The fundamental problem with occupational licensing produces is when people with jobs use licensing to keep competitors from entering the market. Here you have people out of work who want to start their own enterprises and be productive citizens but can’t because some bureaucrat won’t let them enter the labor force because of absurd restrictions, such as mandating that someone who wants to braid hair has to have hundreds of hours of cosmetology training.

In the past I’ve noted good research on the problems of occupational licensing (and the related issue of certificates of necessity) done by the Institute for Justice, the Pacific Legal Foundation, and even the White House in the Obama administration.

But Washington Post reporter Tracy Jan approaches the subject from an angle new to me. It’s better to have prisoners working than not working. But what if someone released from prison can’t get a job because of an occupational licensing problem? What sorts of reforms are needed?

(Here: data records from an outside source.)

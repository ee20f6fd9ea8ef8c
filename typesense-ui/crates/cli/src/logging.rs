use std::{
    fs,
    path::{Path, PathBuf},
    sync::OnceLock,
};

use anyhow::{Context, Result};
use core_types::config::LoggingSection;
use tracing_appender::{non_blocking::WorkerGuard, rolling::Rotation};
use tracing_subscriber::{EnvFilter, fmt, layer::SubscriberExt, util::SubscriberInitExt};

/// Initialize tracing for the CLI.
///
/// - Filter: `logging.level`, else `RUST_LOG`, else a level picked from `-v` count.
/// - Human output goes to stderr so stdout stays clean for `--json`.
/// - When `logging.file` is set, a JSON copy is written to a rolling file.
///
/// The returned guard must be held until exit to flush the file writer.
pub fn init_tracing(cfg: &LoggingSection, verbosity: u8) -> Result<Option<WorkerGuard>> {
    let filter = EnvFilter::new(filter_directive(
        cfg,
        std::env::var("RUST_LOG").ok(),
        verbosity,
    ));

    let (file_layer, guard) = if cfg.file.is_empty() {
        (None, None)
    } else {
        let log_path = PathBuf::from(&cfg.file);
        let (dir, file) = split_dir_file(&log_path)?;
        if !dir.exists() {
            fs::create_dir_all(dir).context("create log directory")?;
        }
        let appender = tracing_appender::rolling::RollingFileAppender::new(
            rotation(&cfg.roll),
            dir,
            file,
        );
        let (non_blocking, guard) = tracing_appender::non_blocking(appender);
        let layer = fmt::layer()
            .json()
            .with_writer(non_blocking)
            .with_target(true)
            .with_line_number(true);
        (Some(layer), Some(guard))
    };

    let registry = tracing_subscriber::registry().with(filter).with(file_layer);

    let result = if cfg.format == "json" {
        registry
            .with(
                fmt::layer()
                    .json()
                    .with_writer(std::io::stderr)
                    .with_target(true),
            )
            .try_init()
    } else {
        registry
            .with(
                fmt::layer()
                    .with_writer(std::io::stderr)
                    .with_target(false)
                    .compact(),
            )
            .try_init()
    };

    if let Err(e) = result {
        static WARNED_ONCE: OnceLock<()> = OnceLock::new();
        let msg = e.to_string();
        if !msg.contains("already set") && WARNED_ONCE.set(()).is_ok() {
            eprintln!("Tracing init failed (global subscriber already set?): {msg}");
        }
    }

    Ok(guard)
}

fn filter_directive(cfg: &LoggingSection, rust_log: Option<String>, verbosity: u8) -> String {
    if !cfg.level.is_empty() {
        return cfg.level.clone();
    }
    if let Some(env) = rust_log.filter(|v| !v.is_empty()) {
        return env;
    }
    match verbosity {
        0 => "warn",
        1 => "info",
        2 => "debug",
        _ => "trace",
    }
    .to_string()
}

fn rotation(roll: &str) -> Rotation {
    match roll {
        "hourly" => Rotation::HOURLY,
        "minutely" => Rotation::MINUTELY,
        "never" => Rotation::NEVER,
        "daily" => Rotation::DAILY,
        other => {
            tracing::warn!("Log rotation '{other}' not supported; falling back to daily.");
            Rotation::DAILY
        }
    }
}

fn split_dir_file(path: &Path) -> Result<(&Path, &str)> {
    let dir = path
        .parent()
        .filter(|d| !d.as_os_str().is_empty())
        .unwrap_or_else(|| Path::new("."));
    let file = path
        .file_name()
        .and_then(|s| s.to_str())
        .context("log file missing filename")?;
    Ok((dir, file))
}
//! Search request builder.
//!
//! Turns browser state (query text, per-field filters, sort, page) plus the
//! collection schema into the [`SearchParams`](core_types::SearchParams) sent
//! to the server, and maps responses back to document rows. Everything here
//! is pure: same inputs, same request. Malformed filter entries are skipped,
//! never reported.

pub mod display;
pub mod filter;
pub mod request;

pub use display::{PageWindow, default_columns, format_cell};
pub use filter::{FilterValue, Filters, NumericRange, build_filter_expression};
pub use request::{
    QueryInputs, SortOrder, SortState, build_search_params, documents_from_response,
    query_by_fields,
};
//! Per-field filter criteria and their `filter_by` serialization.

use core_types::{CollectionSchema, FieldType};
use indexmap::IndexMap;
use serde::{Deserialize, Serialize};
use serde_json::Number;
use std::fmt;

/// Insertion-ordered filter map keyed by field name.
pub type Filters = IndexMap<String, FilterValue>;

/// Inclusive numeric bounds; either side may be open.
#[derive(Debug, Clone, Default, PartialEq, Eq, Serialize, Deserialize)]
pub struct NumericRange {
    #[serde(default, skip_serializing_if = "Option::is_none")]
    pub min: Option<Number>,
    #[serde(default, skip_serializing_if = "Option::is_none")]
    pub max: Option<Number>,
}

impl NumericRange {
    pub const fn new(min: Option<Number>, max: Option<Number>) -> Self {
        Self { min, max }
    }

    fn clause(&self, field: &str) -> Option<String> {
        match (&self.min, &self.max) {
            (Some(min), Some(max)) => Some(format!("{field}:[{min}..{max}]")),
            (Some(min), None) => Some(format!("{field}:>={min}")),
            (None, Some(max)) => Some(format!("{field}:<={max}")),
            (None, None) => None,
        }
    }
}

/// Filter criterion for one field. Its shape depends on the field type.
#[derive(Debug, Clone, PartialEq, Eq, Serialize, Deserialize)]
#[serde(untagged)]
pub enum FilterValue {
    Null,
    Bool(bool),
    Number(Number),
    Text(String),
    Range(NumericRange),
}

impl FilterValue {
    pub fn text(value: impl Into<String>) -> Self {
        Self::Text(value.into())
    }

    pub fn range(min: Option<impl Into<Number>>, max: Option<impl Into<Number>>) -> Self {
        Self::Range(NumericRange::new(min.map(Into::into), max.map(Into::into)))
    }

    /// `Null` and the empty string mean "no criterion".
    pub fn is_blank(&self) -> bool {
        match self {
            Self::Null => true,
            Self::Text(s) => s.is_empty(),
            _ => false,
        }
    }

    /// Interpret raw user input according to the field type.
    ///
    /// Empty input is `Null`. Booleans accept `true`/`false`; numeric fields
    /// accept JSON numbers. Anything that does not parse is kept as text.
    pub fn from_input(field_type: &FieldType, raw: &str) -> Self {
        let raw = raw.trim();
        if raw.is_empty() {
            return Self::Null;
        }
        if field_type.is_bool() {
            match raw {
                "true" => return Self::Bool(true),
                "false" => return Self::Bool(false),
                _ => {}
            }
        }
        if field_type.is_numeric() {
            if let Some(n) = parse_number(raw) {
                return Self::Number(n);
            }
        }
        Self::Text(raw.to_string())
    }

    fn is_scalar(&self) -> bool {
        matches!(self, Self::Bool(_) | Self::Number(_) | Self::Text(_))
    }
}

impl fmt::Display for FilterValue {
    fn fmt(&self, f: &mut fmt::Formatter<'_>) -> fmt::Result {
        match self {
            Self::Null => Ok(()),
            Self::Bool(b) => write!(f, "{b}"),
            Self::Number(n) => write!(f, "{n}"),
            Self::Text(s) => f.write_str(s),
            Self::Range(r) => match (&r.min, &r.max) {
                (Some(min), Some(max)) => write!(f, "{min}..{max}"),
                (Some(min), None) => write!(f, ">={min}"),
                (None, Some(max)) => write!(f, "<={max}"),
                (None, None) => Ok(()),
            },
        }
    }
}

impl From<bool> for FilterValue {
    fn from(b: bool) -> Self {
        Self::Bool(b)
    }
}

impl From<i64> for FilterValue {
    fn from(n: i64) -> Self {
        Self::Number(n.into())
    }
}

impl From<f64> for FilterValue {
    fn from(n: f64) -> Self {
        Number::from_f64(n).map_or(Self::Null, Self::Number)
    }
}

impl From<&str> for FilterValue {
    fn from(s: &str) -> Self {
        Self::Text(s.to_string())
    }
}

impl From<NumericRange> for FilterValue {
    fn from(r: NumericRange) -> Self {
        Self::Range(r)
    }
}

/// Parse a JSON number; integers stay integers so they print without `.0`.
pub fn parse_number(raw: &str) -> Option<Number> {
    match serde_json::from_str::<serde_json::Value>(raw.trim()) {
        Ok(serde_json::Value::Number(n)) => Some(n),
        _ => None,
    }
}

fn clause(field: &str, field_type: &FieldType, value: &FilterValue) -> Option<String> {
    if field_type.is_text() {
        value.is_scalar().then(|| format!("{field}:={value}"))
    } else if field_type.is_numeric() {
        match value {
            FilterValue::Range(range) => range.clause(field),
            scalar if scalar.is_scalar() => Some(format!("{field}:={scalar}")),
            _ => None,
        }
    } else if field_type.is_bool() {
        matches!(value, FilterValue::Bool(_)).then(|| format!("{field}:={value}"))
    } else {
        None
    }
}

/// Serialize filters into a `filter_by` expression.
///
/// Entries are visited in map order. Blank values, fields missing from the
/// schema, and values that do not fit the field type emit nothing. Returns
/// `None` when no clause survives.
pub fn build_filter_expression(schema: &CollectionSchema, filters: &Filters) -> Option<String> {
    let clauses: Vec<String> = filters
        .iter()
        .filter(|(_, value)| !value.is_blank())
        .filter_map(|(name, value)| {
            let field = schema.field(name)?;
            clause(name, &field.field_type, value)
        })
        .collect();

    if clauses.is_empty() {
        None
    } else {
        Some(clauses.join(" && "))
    }
}
use crate::state::{BrowserState, SearchTicket};
use client::SearchService;
use query::FilterValue;
use std::sync::Arc;

/// Runs [`BrowserState`] transitions against a live service.
///
/// Each action awaits the request it triggers before returning, so the state
/// observed afterwards reflects that action. Callers that want overlapping
/// requests can work with [`BrowserState`] tickets directly.
pub struct DocumentBrowser<S: ?Sized> {
    service: Arc<S>,
    state: BrowserState,
}

impl<S: SearchService + ?Sized> DocumentBrowser<S> {
    pub fn new(service: Arc<S>) -> Self {
        Self {
            service,
            state: BrowserState::new(),
        }
    }

    pub const fn state(&self) -> &BrowserState {
        &self.state
    }

    pub fn service(&self) -> &Arc<S> {
        &self.service
    }

    pub async fn select_collection(&mut self, name: Option<&str>) {
        let Some(load) = self.state.select_collection(name) else {
            return;
        };
        let result = load.execute(self.service.as_ref()).await;
        let search = self.state.complete_load(load.seq, result);
        self.run(search).await;
    }

    pub async fn set_search_query(&mut self, text: impl Into<String>) {
        let ticket = self.state.set_search_query(text);
        self.run(ticket).await;
    }

    pub async fn handle_filter_change(&mut self, field: &str, value: impl Into<FilterValue>) {
        let ticket = self.state.handle_filter_change(field, value);
        self.run(ticket).await;
    }

    pub async fn clear_filter(&mut self, field: &str) {
        let ticket = self.state.clear_filter(field);
        self.run(ticket).await;
    }

    pub async fn toggle_sort(&mut self, field: &str) {
        let ticket = self.state.toggle_sort(field);
        self.run(ticket).await;
    }

    pub async fn set_current_page(&mut self, page: u32) {
        let ticket = self.state.set_current_page(page);
        self.run(ticket).await;
    }

    pub async fn next_page(&mut self) {
        let ticket = self.state.next_page();
        self.run(ticket).await;
    }

    pub async fn prev_page(&mut self) {
        let ticket = self.state.prev_page();
        self.run(ticket).await;
    }

    pub async fn refresh(&mut self) {
        let ticket = self.state.refresh();
        self.run(ticket).await;
    }

    async fn run(&mut self, ticket: Option<SearchTicket>) {
        if let Some(ticket) = ticket {
            let result = ticket.execute(self.service.as_ref()).await;
            self.state.complete_search(ticket.seq, result);
        }
    }
}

These barriers hit all sorts of people. The Institute for Justice is representing Courtney Haveman, who spent $6,000 on required training but had her request for an esthetician license denied by the Pennsylvania Board of Cosmetology because they said she lacked the “good character” to be an esthetician because of misdemeanors she committed due to problems with alcohol. She is represented by the Institute for Justice, who notes that the “good character” restrictions apply to estheticians but not to barbers. “Good character has nothing to do with skin care or hair removal,” Haveman’s attorney, Andrew Ward, told the Doylestown, Pennsylvania Intelligencer. (As of October 2019, no decision had been made on the Haveman case.)

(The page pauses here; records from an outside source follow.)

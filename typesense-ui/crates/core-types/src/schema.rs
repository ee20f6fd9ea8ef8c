use serde::{Deserialize, Serialize};
use std::fmt;

/// Type tag of a collection field as reported by the server.
///
/// Serialized as the server's literal tag (`"string[]"`, `"int32"`, ...).
/// Unknown tags survive a round trip through [`FieldType::Other`].
#[derive(Debug, Clone, PartialEq, Eq, Hash, Serialize, Deserialize)]
#[serde(from = "String", into = "String")]
pub enum FieldType {
    String,
    StringArray,
    Int32,
    Int32Array,
    Int64,
    Int64Array,
    Float,
    FloatArray,
    Bool,
    BoolArray,
    Geopoint,
    GeopointArray,
    Object,
    ObjectArray,
    StringStar,
    Auto,
    Image,
    Other(String),
}

impl FieldType {
    pub fn as_str(&self) -> &str {
        match self {
            Self::String => "string",
            Self::StringArray => "string[]",
            Self::Int32 => "int32",
            Self::Int32Array => "int32[]",
            Self::Int64 => "int64",
            Self::Int64Array => "int64[]",
            Self::Float => "float",
            Self::FloatArray => "float[]",
            Self::Bool => "bool",
            Self::BoolArray => "bool[]",
            Self::Geopoint => "geopoint",
            Self::GeopointArray => "geopoint[]",
            Self::Object => "object",
            Self::ObjectArray => "object[]",
            Self::StringStar => "string*",
            Self::Auto => "auto",
            Self::Image => "image",
            Self::Other(tag) => tag,
        }
    }

    /// `string` and `string[]` only; these are searched and filtered by exact match.
    pub const fn is_text(&self) -> bool {
        matches!(self, Self::String | Self::StringArray)
    }

    /// Integer and float tags, scalar or array, plus unknown tags mentioning
    /// `int` or `float`. `geopoint` is not numeric.
    pub fn is_numeric(&self) -> bool {
        match self {
            Self::Int32
            | Self::Int32Array
            | Self::Int64
            | Self::Int64Array
            | Self::Float
            | Self::FloatArray => true,
            Self::Other(tag) => tag.contains("int") || tag.contains("float"),
            _ => false,
        }
    }

    /// Scalar `bool` only. `bool[]` gets no filter clause.
    pub const fn is_bool(&self) -> bool {
        matches!(self, Self::Bool)
    }
}

impl From<String> for FieldType {
    fn from(tag: String) -> Self {
        match tag.as_str() {
            "string" => Self::String,
            "string[]" => Self::StringArray,
            "int32" => Self::Int32,
            "int32[]" => Self::Int32Array,
            "int64" => Self::Int64,
            "int64[]" => Self::Int64Array,
            "float" => Self::Float,
            "float[]" => Self::FloatArray,
            "bool" => Self::Bool,
            "bool[]" => Self::BoolArray,
            "geopoint" => Self::Geopoint,
            "geopoint[]" => Self::GeopointArray,
            "object" => Self::Object,
            "object[]" => Self::ObjectArray,
            "string*" => Self::StringStar,
            "auto" => Self::Auto,
            "image" => Self::Image,
            _ => Self::Other(tag),
        }
    }
}

impl From<&str> for FieldType {
    fn from(tag: &str) -> Self {
        Self::from(tag.to_string())
    }
}

impl From<FieldType> for String {
    fn from(ty: FieldType) -> Self {
        match ty {
            FieldType::Other(tag) => tag,
            other => other.as_str().to_string(),
        }
    }
}

impl fmt::Display for FieldType {
    fn fmt(&self, f: &mut fmt::Formatter<'_>) -> fmt::Result {
        f.write_str(self.as_str())
    }
}

/// One typed attribute of a collection.
#[derive(Debug, Clone, PartialEq, Eq, Serialize, Deserialize)]
pub struct Field {
    pub name: String,
    #[serde(rename = "type")]
    pub field_type: FieldType,
    #[serde(default)]
    pub facet: bool,
    #[serde(default)]
    pub optional: bool,
    #[serde(default = "default_true")]
    pub index: bool,
    #[serde(default, skip_serializing_if = "Option::is_none")]
    pub sort: Option<bool>,
    #[serde(default, skip_serializing_if = "Option::is_none")]
    pub infix: Option<bool>,
    #[serde(default, skip_serializing_if = "Option::is_none")]
    pub locale: Option<String>,
}

const fn default_true() -> bool {
    true
}

impl Field {
    pub fn new(name: impl Into<String>, field_type: impl Into<FieldType>) -> Self {
        Self {
            name: name.into(),
            field_type: field_type.into(),
            facet: false,
            optional: false,
            index: true,
            sort: None,
            infix: None,
            locale: None,
        }
    }

    #[must_use]
    pub fn with_facet(mut self, facet: bool) -> Self {
        self.facet = facet;
        self
    }

    /// Fields that get a filter input: facets, numbers, and booleans.
    pub fn is_filterable(&self) -> bool {
        self.facet || self.field_type.is_numeric() || self.field_type.is_bool()
    }
}

/// Snapshot of a collection's metadata. Replaced wholesale on reselection.
#[derive(Debug, Clone, PartialEq, Eq, Serialize, Deserialize)]
pub struct CollectionSchema {
    pub name: String,
    #[serde(default)]
    pub num_documents: u64,
    #[serde(default)]
    pub fields: Vec<Field>,
    #[serde(default, skip_serializing_if = "Option::is_none")]
    pub default_sorting_field: Option<String>,
    #[serde(default, skip_serializing_if = "Option::is_none")]
    pub created_at: Option<i64>,
}

impl CollectionSchema {
    pub fn new(name: impl Into<String>, fields: Vec<Field>) -> Self {
        Self {
            name: name.into(),
            num_documents: 0,
            fields,
            default_sorting_field: None,
            created_at: None,
        }
    }

    pub fn field(&self, name: &str) -> Option<&Field> {
        self.fields.iter().find(|f| f.name == name)
    }

    pub fn has_field(&self, name: &str) -> bool {
        self.field(name).is_some()
    }

    /// Declared default sort field; the server reports an absent one as `""`.
    pub fn default_sort(&self) -> Option<&str> {
        self.default_sorting_field
            .as_deref()
            .filter(|name| !name.is_empty())
    }

    pub fn filterable_fields(&self) -> impl Iterator<Item = &Field> {
        self.fields.iter().filter(|f| f.is_filterable())
    }
}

Jan’s Washington Post piece focuses on Rhode Island, a small state with one large prison in Cranston. She interviews several former prisoners, beginning with Meko Lincoln, who was guilty of 16 crimes over 17 years, including possessing illegal drugs, resisting arrest, destroying property, and violating parole many times.

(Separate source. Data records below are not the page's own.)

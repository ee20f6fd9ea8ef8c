//! Document browser for a Typesense collection.
//!
//! [`BrowserState`] is the state machine: user actions mutate it and hand
//! back a ticket describing the request to run. Results are fed back in with
//! the ticket's sequence number, and only the newest ticket is applied, so
//! a slow response can never overwrite a newer one.
//!
//! [`DocumentBrowser`] drives a `BrowserState` against a
//! [`SearchService`](client::SearchService), and [`Session`] owns the
//! connection-level pieces (collection list, deletes) around it.

mod driver;
mod error;
pub mod session;
mod state;

pub use driver::DocumentBrowser;
pub use error::BrowserError;
pub use session::Session;
pub use state::{BrowserState, LoadTicket, Phase, SearchTicket};

pub use query::{FilterValue, Filters, NumericRange, PageWindow, SortOrder, SortState};
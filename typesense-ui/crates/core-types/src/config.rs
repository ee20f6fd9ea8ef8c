//! Configuration loading for Typesense UI.
//!
//! Config lives in a TOML file (default `typesense-ui.toml`). A `.env` file is
//! honoured via `dotenvy`, and `TYPESENSE_*` variables override the saved
//! connection so credentials never have to be written to disk.

use anyhow::{Context, Result, bail};
use serde::{Deserialize, Serialize};
use std::fmt;
use std::fs;
use std::path::{Path, PathBuf};
use std::str::FromStr;

pub const DEFAULT_CONFIG_FILE: &str = "typesense-ui.toml";
pub const CONFIG_PATH_ENV: &str = "TYPESENSE_UI_CONFIG";

#[derive(Debug, Clone, Copy, PartialEq, Eq, Default, Serialize, Deserialize)]
#[serde(rename_all = "lowercase")]
pub enum Protocol {
    #[default]
    Http,
    Https,
}

impl Protocol {
    pub const fn as_str(self) -> &'static str {
        match self {
            Self::Http => "http",
            Self::Https => "https",
        }
    }
}

impl fmt::Display for Protocol {
    fn fmt(&self, f: &mut fmt::Formatter<'_>) -> fmt::Result {
        f.write_str(self.as_str())
    }
}

impl FromStr for Protocol {
    type Err = anyhow::Error;

    fn from_str(s: &str) -> Result<Self> {
        match s.to_ascii_lowercase().as_str() {
            "http" => Ok(Self::Http),
            "https" => Ok(Self::Https),
            other => bail!("unsupported protocol '{other}' (expected http or https)"),
        }
    }
}

/// Where and how to reach a Typesense node.
#[derive(Clone, PartialEq, Eq, Serialize, Deserialize)]
#[serde(default)]
pub struct ConnectionConfig {
    pub api_key: String,
    pub host: String,
    pub port: u16,
    pub protocol: Protocol,
    pub connection_timeout_seconds: u64,
}

impl Default for ConnectionConfig {
    fn default() -> Self {
        Self {
            api_key: String::new(),
            host: "localhost".to_string(),
            port: 8108,
            protocol: Protocol::Http,
            connection_timeout_seconds: 5,
        }
    }
}

impl ConnectionConfig {
    pub fn base_url(&self) -> String {
        format!("{}://{}:{}", self.protocol, self.host, self.port)
    }
}

// Keep the API key out of logs and panic messages.
impl fmt::Debug for ConnectionConfig {
    fn fmt(&self, f: &mut fmt::Formatter<'_>) -> fmt::Result {
        f.debug_struct("ConnectionConfig")
            .field("api_key", &"<redacted>")
            .field("host", &self.host)
            .field("port", &self.port)
            .field("protocol", &self.protocol)
            .field("connection_timeout_seconds", &self.connection_timeout_seconds)
            .finish()
    }
}

#[derive(Debug, Clone, PartialEq, Eq, Serialize, Deserialize)]
#[serde(default)]
pub struct LoggingSection {
    /// Filter directive; empty means fall back to `RUST_LOG`.
    pub level: String,
    /// Optional log file; stderr only when empty.
    pub file: String,
    /// `hourly`, `daily`, `minutely` or `never`.
    pub roll: String,
    /// `text` or `json` for the stderr layer.
    pub format: String,
}

impl Default for LoggingSection {
    fn default() -> Self {
        Self {
            level: String::new(),
            file: String::new(),
            roll: "daily".to_string(),
            format: "text".to_string(),
        }
    }
}

#[derive(Debug, Clone, Default, PartialEq, Eq, Serialize, Deserialize)]
#[serde(default)]
pub struct AppConfig {
    pub connection: Option<ConnectionConfig>,
    pub logging: LoggingSection,
}

/// Resolve the config path: explicit argument, then `TYPESENSE_UI_CONFIG`, then the default file.
pub fn config_path(explicit: Option<&Path>) -> PathBuf {
    explicit.map_or_else(
        || {
            std::env::var_os(CONFIG_PATH_ENV)
                .map_or_else(|| PathBuf::from(DEFAULT_CONFIG_FILE), PathBuf::from)
        },
        Path::to_path_buf,
    )
}

/// Load config from disk (if present) and apply `TYPESENSE_*` overrides.
pub fn load_config(path: Option<&Path>) -> Result<AppConfig> {
    dotenvy::dotenv().ok();
    let path = config_path(path);
    let mut cfg = read_config_file(&path)?;
    apply_env_overrides(&mut cfg, |key| std::env::var(key).ok())?;
    Ok(cfg)
}

/// Read just the file, without environment overrides. Missing file yields defaults.
pub fn read_config_file(path: &Path) -> Result<AppConfig> {
    if !path.exists() {
        tracing::debug!(path = %path.display(), "config file not found; using defaults");
        return Ok(AppConfig::default());
    }
    let raw = fs::read_to_string(path)
        .with_context(|| format!("read config file {}", path.display()))?;
    toml::from_str(&raw).with_context(|| format!("parse config file {}", path.display()))
}

pub fn save_config(path: &Path, cfg: &AppConfig) -> Result<()> {
    if let Some(dir) = path.parent().filter(|d| !d.as_os_str().is_empty()) {
        fs::create_dir_all(dir).context("create config directory")?;
    }
    let raw = toml::to_string_pretty(cfg).context("serialize config")?;
    fs::write(path, raw).with_context(|| format!("write config file {}", path.display()))
}

/// Remember `conn` as the saved connection, keeping the rest of the file intact.
pub fn save_connection(path: &Path, conn: &ConnectionConfig) -> Result<()> {
    let mut cfg = read_config_file(path)?;
    cfg.connection = Some(conn.clone());
    save_config(path, &cfg)
}

/// Forget the saved connection. No-op when no config file exists.
pub fn clear_connection(path: &Path) -> Result<()> {
    if !path.exists() {
        return Ok(());
    }
    let mut cfg = read_config_file(path)?;
    cfg.connection = None;
    save_config(path, &cfg)
}

pub fn apply_env_overrides<F>(cfg: &mut AppConfig, lookup: F) -> Result<()>
where
    F: Fn(&str) -> Option<String>,
{
    let host = lookup("TYPESENSE_HOST");
    let port = lookup("TYPESENSE_PORT");
    let protocol = lookup("TYPESENSE_PROTOCOL");
    let api_key = lookup("TYPESENSE_API_KEY");
    let timeout = lookup("TYPESENSE_TIMEOUT_SECONDS");

    if host.is_none()
        && port.is_none()
        && protocol.is_none()
        && api_key.is_none()
        && timeout.is_none()
    {
        return Ok(());
    }

    let conn = cfg.connection.get_or_insert_with(ConnectionConfig::default);
    if let Some(host) = host {
        conn.host = host;
    }
    if let Some(port) = port {
        conn.port = port
            .parse()
            .with_context(|| format!("TYPESENSE_PORT is not a valid port: {port}"))?;
    }
    if let Some(protocol) = protocol {
        conn.protocol = protocol.parse()?;
    }
    if let Some(api_key) = api_key {
        conn.api_key = api_key;
    }
    if let Some(timeout) = timeout {
        conn.connection_timeout_seconds = timeout
            .parse()
            .with_context(|| format!("TYPESENSE_TIMEOUT_SECONDS is not a number: {timeout}"))?;
    }
    Ok(())
}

“The problem with you, Mr. Lincoln, is that when you go to the dark side, you go big,” Superior Court Judge Kristin E. Rodgers said in a 2016 court hearing.

Lincoln says that he is now sober and has spent 500 hours training to be a peer recovery coach, helping other ex-addicts recover from drugs. He wants to be a chemical dependency technician, which would mean he could make $50,000 a year instead of $25,000. But without a license, he couldn’t get the higher-paying job.

Rhode Island even has cases where inmates are being trained for jobs they then can’t enter once they’ve been released because they are felons. Jorge Henriquez is training to work repairing heating and air conditioning. Instructor Bill Okerholm says he’s trained about 250 people but while the union that represents plumbers, pipe fitters, and refrigerator technicians says it will accept felons as apprentices, he can’t think of anyone who took one of his classes who went on to get a license.

 “Guys like Jorge deserve a second chance,” Okerholm said.

There is no one in Jan’s piece who is quoted as saying that strict occupational licensing bans on former prisoners are a good idea. The closest she came was in a discussion of a bill considered by the Rhode Island General Assembly last year that would have limited licensing denials to “people whose crimes directly relate to an occupation.” The assembly introduced an amendment that would impose a blanket licensing ban on violent criminals, and the measure then died.

“Some state agencies expressed concerns that were valid and couldn’t be disregarded,” House Speaker Nicholas Mattiello said in a statement. But Mattiello declined to be interviewed, so we don’t know what these “concerns” were.

One problem that occupational licensing bans have is that they’re based on vague definitions in state laws. A report from the National Employment Law Project (funded by the Open Society Foundations and Public Welfare Foundation) notes that Utah says licenses are denied to people who commit “a crime that involves actions knowingly contrary to justice, honesty, and good morals.” Vermont says that licenses can be denied for “unprofessional conduct,” which includes the “conviction of a…felony, whether or not related to the practice of the profession.” The National Employment Law Project says such vague definitions lead to “blanket bans,” where review boards routinely reject anyone who has served time, preventing them from getting a license for anything.

But Arizona State economist Stephen Silvinski, in a 2016 paper, says it’s far more likely that former prisoners who are denied licenses end up back in prison than they are staying in the labor force.

Obviously some barriers should remain, but they should be limited to prohibiting people convicted of crimes from re-entering the profession that enabled them to commit the crime. It would be reasonable that someone convicted of a white-collar crime be denied permission to, say, become a certified public accountant. But there should be no barriers to a white-collar criminal becoming a plumber or a licensed social worker.

It’s a good rule with occupational licensing to have licenses removed as often as possible from as many professions as possible. This reform, along with an end to blanket bans on former prisoners obtaining licenses, should do a great deal to ensure that former criminals become productive members of the labor force.